The effect of combination cyclosporine and CTLA4-Ig therapy on cardiac allograft survival.

Transplant rejection requires not only T cell receptor/CD3 complex activation by foreign MHC, but also additional costimulatory signals, as T cell receptor activation alone is insufficient for induction of the immune response. The CD28 receptor on helper T cells, interacting with its ligand B7 on activated B cells or macrophages, provides this costimulus to support T cell activity. CTLA4Ig (a soluble CD28 receptor analog), binds B7 and inhibits CD28 activation. As cyclosporine (CsA) has many side effects and CTLA4Ig alone has a significant benefit upon cardiac allograft survival, we theorized that allograft survival could be improved by using CTLA4Ig with lowered dose CsA. In vitro, high-dose CTLA4Ig inhibited the mixed lymphocyte culture reaction (MLR) between MHC-incompatible rat strains.
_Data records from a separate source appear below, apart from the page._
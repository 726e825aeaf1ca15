//! Room grid of the haunted house.
//!
//! The house is a set of rectangular rooms. Each room lists the slots where
//! clues may be hidden, in grid units relative to the room's corner. The
//! gameplay screen asks a [`RoomGridGenerator`] for the rooms at init and
//! converts slots to pixels with [`TILE_SIZE`].

use crate::engine::render::Rect;

/// Pixels per grid unit.
pub const TILE_SIZE: f32 = 32.0;

/// A clue slot `(x_offset, y_offset, width, height)` in grid units.
#[derive(Debug, Clone, Copy, PartialEq, Eq)]
pub struct ClueSlot {
    pub x_offset: u32,
    pub y_offset: u32,
    pub width: u32,
    pub height: u32,
}

impl ClueSlot {
    /// Pixel rectangle of this slot inside `room`.
    pub fn to_rect(&self, room: &Rect) -> Rect {
        Rect::new(
            room.x + TILE_SIZE * self.x_offset as f32,
            room.y + TILE_SIZE * self.y_offset as f32,
            TILE_SIZE * self.width as f32,
            TILE_SIZE * self.height as f32,
        )
    }
}

#[derive(Debug, Clone, PartialEq)]
pub struct Room {
    /// Position and size in pixels.
    pub rect: Rect,
    pub clue_slots: Vec<ClueSlot>,
}

pub trait RoomGridGenerator {
    fn generate_room_grid(&mut self, count: usize) -> Vec<Room>;
}

/// Number of rooms generated for a given player count.
pub fn room_count_for(num_players: usize) -> usize {
    match num_players {
        0 | 1 => 20,
        2 => 40,
        3 => 60,
        _ => 100,
    }
}

/// Lays rooms out row by row, each room `ROOM_W` x `ROOM_H` tiles, with two
/// or three randomly placed one-tile clue slots.
pub struct GridRoomGenerator {
    rng: fastrand::Rng,
    columns: usize,
}

impl GridRoomGenerator {
    pub const ROOM_W: u32 = 10;
    pub const ROOM_H: u32 = 8;

    pub fn new(rng: fastrand::Rng) -> Self {
        Self { rng, columns: 10 }
    }

    pub fn with_seed(seed: u64) -> Self {
        Self::new(fastrand::Rng::with_seed(seed))
    }

    pub fn columns(mut self, columns: usize) -> Self {
        self.columns = columns.max(1);
        self
    }
}

impl RoomGridGenerator for GridRoomGenerator {
    fn generate_room_grid(&mut self, count: usize) -> Vec<Room> {
        let room_w = TILE_SIZE * Self::ROOM_W as f32;
        let room_h = TILE_SIZE * Self::ROOM_H as f32;
        (0..count)
            .map(|i| {
                let col = (i % self.columns) as f32;
                let row = (i / self.columns) as f32;
                let slots = (0..self.rng.u32(2..=3))
                    .map(|_| ClueSlot {
                        x_offset: self.rng.u32(1..Self::ROOM_W - 1),
                        y_offset: self.rng.u32(1..Self::ROOM_H - 1),
                        width: 1,
                        height: 1,
                    })
                    .collect();
                Room {
                    rect: Rect::new(col * room_w, row * room_h, room_w, room_h),
                    clue_slots: slots,
                }
            })
            .collect()
    }
}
Furthermore, there was synergistic suppression of MLR by low-dose CTLA4Ig combined with low-dose CsA. In vivo studies used a cervical heterotopic transplant model. Control recipients received no immunotherapy. Experimental recipients received low-dose CsA (1.5 mg/kg/day im) x 14 days after transplant or CTLA4Ig (10, 50, or 150 micrograms IP x 7 days). Combination animals received both CTLA4Ig and CsA. These studies showed that low doses of CsA and CTLA4Ig were additive in vivo, although no additional benefit was seen when CsA was combined with high-dose CTLA4Ig. These data suggest that the combination of low-dose CsA plus CTLA4Ig may prove useful in clinical transplantation to maximize immunosuppression and minimize side effects.